Relaxation-induced anxiety is real, documented, and more common than you think
What you experienced has a name. It is called relaxation-induced anxiety (RIA), and it has been studied since at least 1983 [1]. It is not a fringe concept. It is not something you invented. It is a clinically documented phenomenon in which the act of trying to relax triggers an increase in anxiety rather than a decrease.
The numbers are striking. Research estimates that between 17% and 53% of adults experience some form of relaxation-induced anxiety [2]. A 1983 study found that roughly half of participants felt their tension increase during a deep breathing exercise, while nearly a third experienced heightened anxiety during progressive muscle relaxation [2]. For people with generalised anxiety disorder, trauma histories, or neurodivergent conditions like ADHD and autism, those numbers are likely even higher [3].
This is not a niche edge case. This is potentially half the people being told to "just try mindfulness."
What is actually happening in your nervous system
There are several things going on simultaneously, and they compound each other. Let me walk through them.

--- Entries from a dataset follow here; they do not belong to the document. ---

use flate2::{Compress, Compression, Decompress, FlushCompress, FlushDecompress, Status};

use mycomp_core::codec::Codec;
use mycomp_core::error::{Error, Result};

/// DEFLATE codec over flate2's streaming primitives (zlib wrapper).
///
/// The compressed length is not knowable in advance in either direction:
/// incompressible input expands on encode, and repetitive input can decode to
/// many times any fixed multiplier. Both loops therefore grow the output
/// buffer by doubling until the stream itself reports `StreamEnd`, instead of
/// trusting a one-shot allocation.
///
/// Best for: general text, logs, mixed data where wide compatibility matters.
pub struct DeflateCodec;

impl Codec for DeflateCodec {
    fn name(&self) -> &'static str {
        "deflate"
    }

    fn encode(&self, raw: &[u8]) -> Result<Vec<u8>> {
        let mut encoder = Compress::new(Compression::default(), true);
        let mut out = Vec::with_capacity((raw.len() / 2).max(64));
        loop {
            let consumed = encoder.total_in() as usize;
            let status = encoder
                .compress_vec(&raw[consumed..], &mut out, FlushCompress::Finish)
                .map_err(|e| Error::Codec(format!("deflate: {e}")))?;
            match status {
                Status::StreamEnd => break,
                Status::Ok | Status::BufError => out.reserve(out.capacity().max(64)),
            }
        }
        Ok(out)
    }

    fn decode(&self, compressed: &[u8], original_size: usize) -> Result<Vec<u8>> {
        let mut decoder = Decompress::new(true);
        let mut out = Vec::with_capacity(original_size.max(64));
        loop {
            let consumed = decoder.total_in();
            let produced = decoder.total_out();
            let status = decoder
                .decompress_vec(&compressed[consumed as usize..], &mut out, FlushDecompress::Finish)
                .map_err(|e| Error::Codec(format!("inflate: {e}")))?;
            match status {
                Status::StreamEnd => break,
                Status::Ok | Status::BufError => {
                    if out.len() == out.capacity() {
                        out.reserve(out.capacity().max(64));
                    } else if decoder.total_in() == consumed && decoder.total_out() == produced {
                        // Input exhausted, output space available, still no
                        // StreamEnd: the stream is cut short.
                        return Err(Error::Codec("truncated deflate stream".into()));
                    }
                }
            }
        }
        Ok(out)
    }
}

#[cfg(test)]
mod tests {
    use super::*;

    fn pseudo_random_bytes(len: usize, seed: u64) -> Vec<u8> {
        let mut rng = seed;
        (0..len)
            .map(|_| {
                rng = rng
                    .wrapping_mul(6364136223846793005)
                    .wrapping_add(1442695040888963407);
                (rng >> 56) as u8
            })
            .collect()
    }

    #[test]
    fn roundtrip_text() {
        let data = b"the quick brown fox jumps over the lazy dog. ".repeat(100);
        let codec = DeflateCodec;
        let encoded = codec.encode(&data).unwrap();
        assert!(encoded.len() < data.len());
        let decoded = codec.decode(&encoded, data.len()).unwrap();
        assert_eq!(decoded, data);
    }

    #[test]
    fn incompressible_input_roundtrips() {
        // High-entropy input expands; the encode loop must keep growing
        // rather than truncate.
        let data = pseudo_random_bytes(4096, 0xDEAD_BEEF);
        let codec = DeflateCodec;
        let encoded = codec.encode(&data).unwrap();
        let decoded = codec.decode(&encoded, data.len()).unwrap();
        assert_eq!(decoded, data);
    }

    #[test]
    fn high_ratio_input_roundtrips() {
        let data = vec![0u8; 512 * 1024];
        let codec = DeflateCodec;
        let encoded = codec.encode(&data).unwrap();
        assert!(encoded.len() < data.len() / 100);
        let decoded = codec.decode(&encoded, data.len()).unwrap();
        assert_eq!(decoded, data);
    }

    #[test]
    fn undersized_hint_still_decodes_fully() {
        let data = b"abcdefgh".repeat(10_000);
        let codec = DeflateCodec;
        let encoded = codec.encode(&data).unwrap();
        let decoded = codec.decode(&encoded, 1).unwrap();
        assert_eq!(decoded, data);
    }

    #[test]
    fn truncated_stream_is_rejected() {
        let data = b"hello world, hello world, hello world".repeat(200);
        let codec = DeflateCodec;
        let encoded = codec.encode(&data).unwrap();
        let cut = &encoded[..encoded.len() / 2];
        let err = codec.decode(cut, data.len()).unwrap_err();
        assert!(matches!(err, Error::Codec(_)));
    }
}
use crate::error::Result;

/// Core compression abstraction.
///
/// Each `Codec` implementation:
/// - Must compress/decompress individual chunks independently; no cross-chunk
///   state is permitted. This is the invariant that makes chunk-parallel
///   processing possible.
/// - Must not assume the compressed length is knowable in advance in either
///   direction: incompressible input expands on `encode`, and the ratio of
///   repetitive input on `decode` can exceed any fixed multiplier. Adapters
///   over streaming codecs grow their buffers until the underlying stream
///   reports completion.
///
/// The container stores each payload's length and the chunk's original size
/// explicitly, so `decode` always receives the exact original size as a hint
/// and payloads never need to be self-delimiting.
pub trait Codec: Send + Sync {
    /// Human-readable codec name for CLI display.
    fn name(&self) -> &'static str;

    /// Compress a single independent chunk.
    fn encode(&self, raw: &[u8]) -> Result<Vec<u8>>;

    /// Decompress a single independent chunk.
    ///
    /// `original_size` is the exact decompressed length recorded at
    /// compression time. Fails with `Error::Codec` if the stream is malformed
    /// or truncated.
    fn decode(&self, compressed: &[u8], original_size: usize) -> Result<Vec<u8>>;
}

Your brain uses worry as armour. Professor Michelle Newman at Penn State developed what is called the Contrast Avoidance Model to explain RIA [4]. The theory proposes that people with chronic anxiety unconsciously maintain a low-level state of worry because they fear the sharp emotional drop from feeling calm back into feeling distressed. In other words, if you are always braced for the worst, the worst cannot blindside you. Relaxation threatens that protective shield. When your body starts to let go of tension, your brain interprets it not as safety but as vulnerability, and it panics to get the armour back on [4].

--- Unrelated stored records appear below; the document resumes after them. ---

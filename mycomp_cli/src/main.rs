use std::path::{Path, PathBuf};
use std::time::Instant;

use anyhow::Context;
use clap::{Parser, Subcommand};

use mycomp_codecs::codec_by_name;
use mycomp_core::{
    compress_file, decompress_file, inspect_file, CompressOptions, DecompressOptions,
    DEFAULT_CHUNK_SIZE,
};

// ── CLI definition ─────────────────────────────────────────────────────────

#[derive(Parser)]
#[command(
    name = "mycomp",
    about = "Chunked parallel compression: pack files into MYCOMP containers and back",
    version
)]
struct Cli {
    #[command(subcommand)]
    command: Commands,
}

#[derive(Subcommand)]
enum Commands {
    /// Compress a file into a MYCOMP container
    Compress {
        /// Source file to compress
        input: PathBuf,
        /// Destination path (default: <input>.compressed)
        #[arg(short, long)]
        output: Option<PathBuf>,
        /// Codec to use: deflate | zstd | lz4 | passthrough
        #[arg(short, long, default_value = "deflate")]
        codec: String,
        /// Raw bytes per chunk (default: 1048576 = 1 MiB)
        #[arg(long, default_value_t = DEFAULT_CHUNK_SIZE)]
        chunk_size: u64,
        /// Worker threads (default: available CPU parallelism)
        #[arg(short = 'j', long)]
        threads: Option<usize>,
    },
    /// Decompress a MYCOMP container back to the original bytes
    Decompress {
        /// Source container (usually "<name>.compressed")
        input: PathBuf,
        /// Destination path (default: input minus its last extension)
        #[arg(short, long)]
        output: Option<PathBuf>,
        /// Codec the container was compressed with
        #[arg(short, long, default_value = "deflate")]
        codec: String,
        /// Worker threads (default: available CPU parallelism)
        #[arg(short = 'j', long)]
        threads: Option<usize>,
    },
    /// Print container header metadata and chunk statistics
    Inspect {
        /// Container file to inspect
        file: PathBuf,
        /// Print per-chunk details
        #[arg(long)]
        chunks: bool,
    },
}

// ── Helpers ────────────────────────────────────────────────────────────────

fn human_bytes(n: u64) -> String {
    const UNITS: &[&str] = &["B", "KB", "MB", "GB", "TB"];
    let mut v = n as f64;
    let mut unit = 0;
    while v >= 1024.0 && unit < UNITS.len() - 1 {
        v /= 1024.0;
        unit += 1;
    }
    if unit == 0 {
        format!("{} B", n)
    } else {
        format!("{:.2} {}", v, UNITS[unit])
    }
}

fn default_compressed_path(input: &Path) -> PathBuf {
    let mut name = input.as_os_str().to_os_string();
    name.push(".compressed");
    PathBuf::from(name)
}

fn derive_decompressed_path(input: &Path) -> anyhow::Result<PathBuf> {
    match (input.extension(), input.file_stem()) {
        (Some(_), Some(stem)) => Ok(input.with_file_name(stem)),
        _ => anyhow::bail!(
            "cannot derive an output name from {:?} (no extension to strip); use --output",
            input
        ),
    }
}

// ── Subcommand implementations ─────────────────────────────────────────────

fn run_compress(
    input: PathBuf,
    output: Option<PathBuf>,
    codec_name: &str,
    chunk_size: u64,
    threads: Option<usize>,
) -> anyhow::Result<()> {
    let codec = codec_by_name(codec_name)?;
    let output = output.unwrap_or_else(|| default_compressed_path(&input));

    let mut options = CompressOptions {
        chunk_size,
        ..CompressOptions::default()
    };
    if let Some(threads) = threads {
        options.workers = threads.max(1);
    }
    log::debug!(
        "compressing {:?} -> {:?}: {} byte chunks, {} workers",
        input,
        output,
        options.chunk_size,
        options.workers
    );

    let t0 = Instant::now();
    let report = compress_file(&input, &output, codec.as_ref(), &options)
        .with_context(|| format!("compressing {:?}", input))?;
    let elapsed = t0.elapsed();

    let ratio = if report.compressed_size == 0 {
        1.0
    } else {
        report.original_size as f64 / report.compressed_size as f64
    };
    eprintln!("  codec       : {}", codec.name());
    eprintln!("  chunk size  : {}", human_bytes(options.chunk_size));
    eprintln!("  chunks      : {}", report.chunk_count);
    eprintln!("  raw size    : {}", human_bytes(report.original_size));
    eprintln!("  compressed  : {}", human_bytes(report.compressed_size));
    eprintln!("  ratio       : {:.2}x", ratio);
    eprintln!(
        "  throughput  : {}/s",
        human_bytes((report.original_size as f64 / elapsed.as_secs_f64()) as u64)
    );
    eprintln!("  elapsed     : {:.3}s", elapsed.as_secs_f64());
    Ok(())
}

fn run_decompress(
    input: PathBuf,
    output: Option<PathBuf>,
    codec_name: &str,
    threads: Option<usize>,
) -> anyhow::Result<()> {
    let codec = codec_by_name(codec_name)?;
    let output = match output {
        Some(path) => path,
        None => derive_decompressed_path(&input)?,
    };

    let mut options = DecompressOptions::default();
    if let Some(threads) = threads {
        options.workers = threads.max(1);
    }
    log::debug!(
        "decompressing {:?} -> {:?}: {} workers",
        input,
        output,
        options.workers
    );

    let t0 = Instant::now();
    let report = decompress_file(&input, &output, codec.as_ref(), &options)
        .with_context(|| format!("decompressing {:?}", input))?;
    let elapsed = t0.elapsed();

    eprintln!("  chunks      : {}", report.chunk_count);
    eprintln!("  raw size    : {}", human_bytes(report.original_size));
    eprintln!(
        "  throughput  : {}/s",
        human_bytes((report.original_size as f64 / elapsed.as_secs_f64()) as u64)
    );
    eprintln!("  elapsed     : {:.3}s", elapsed.as_secs_f64());
    Ok(())
}

fn run_inspect(file: PathBuf, show_chunks: bool) -> anyhow::Result<()> {
    let stats = inspect_file(&file).with_context(|| format!("inspecting {:?}", file))?;
    let on_disk = std::fs::metadata(&file)?.len();

    println!("=== MYCOMP container: {:?} ===", file);
    println!();
    println!("  chunks        : {}", stats.chunk_count);
    println!("  raw size      : {}", human_bytes(stats.original_size()));
    println!("  payload bytes : {}", human_bytes(stats.payload_size()));
    println!("  file on disk  : {}", human_bytes(on_disk));
    println!("  ratio         : {:.2}x", stats.ratio());

    if show_chunks {
        println!();
        println!(
            "  {:>8}  {:>12}  {:>12}  {:>10}",
            "chunk", "raw", "compressed", "checksum"
        );
        println!("  {}", "-".repeat(50));
        for (i, e) in stats.entries.iter().enumerate() {
            println!(
                "  {:>8}  {:>12}  {:>12}  {:08x}",
                i,
                human_bytes(e.original_size),
                human_bytes(e.compressed_size),
                e.checksum
            );
        }
    }

    Ok(())
}

// ── Entry point ────────────────────────────────────────────────────────────

fn main() -> anyhow::Result<()> {
    env_logger::init();
    let cli = Cli::parse();
    match cli.command {
        Commands::Compress {
            input,
            output,
            codec,
            chunk_size,
            threads,
        } => run_compress(input, output, &codec, chunk_size, threads),
        Commands::Decompress {
            input,
            output,
            codec,
            threads,
        } => run_decompress(input, output, &codec, threads),
        Commands::Inspect { file, chunks } => run_inspect(file, chunks),
    }
}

Newman's 2020 study, published in the Journal of Affective Disorders, confirmed this: contrast avoidance was strongly linked to relaxation-induced anxiety across participants with generalised anxiety disorder, major depressive disorder, and healthy controls [4]. If you have ever felt that relaxing is somehow dangerous, or that you cannot afford to let your guard down, this is why.
Your interoception may be unreliable. This is the part that is particularly relevant for neurodivergent people, and almost nobody in the wellness space talks about it.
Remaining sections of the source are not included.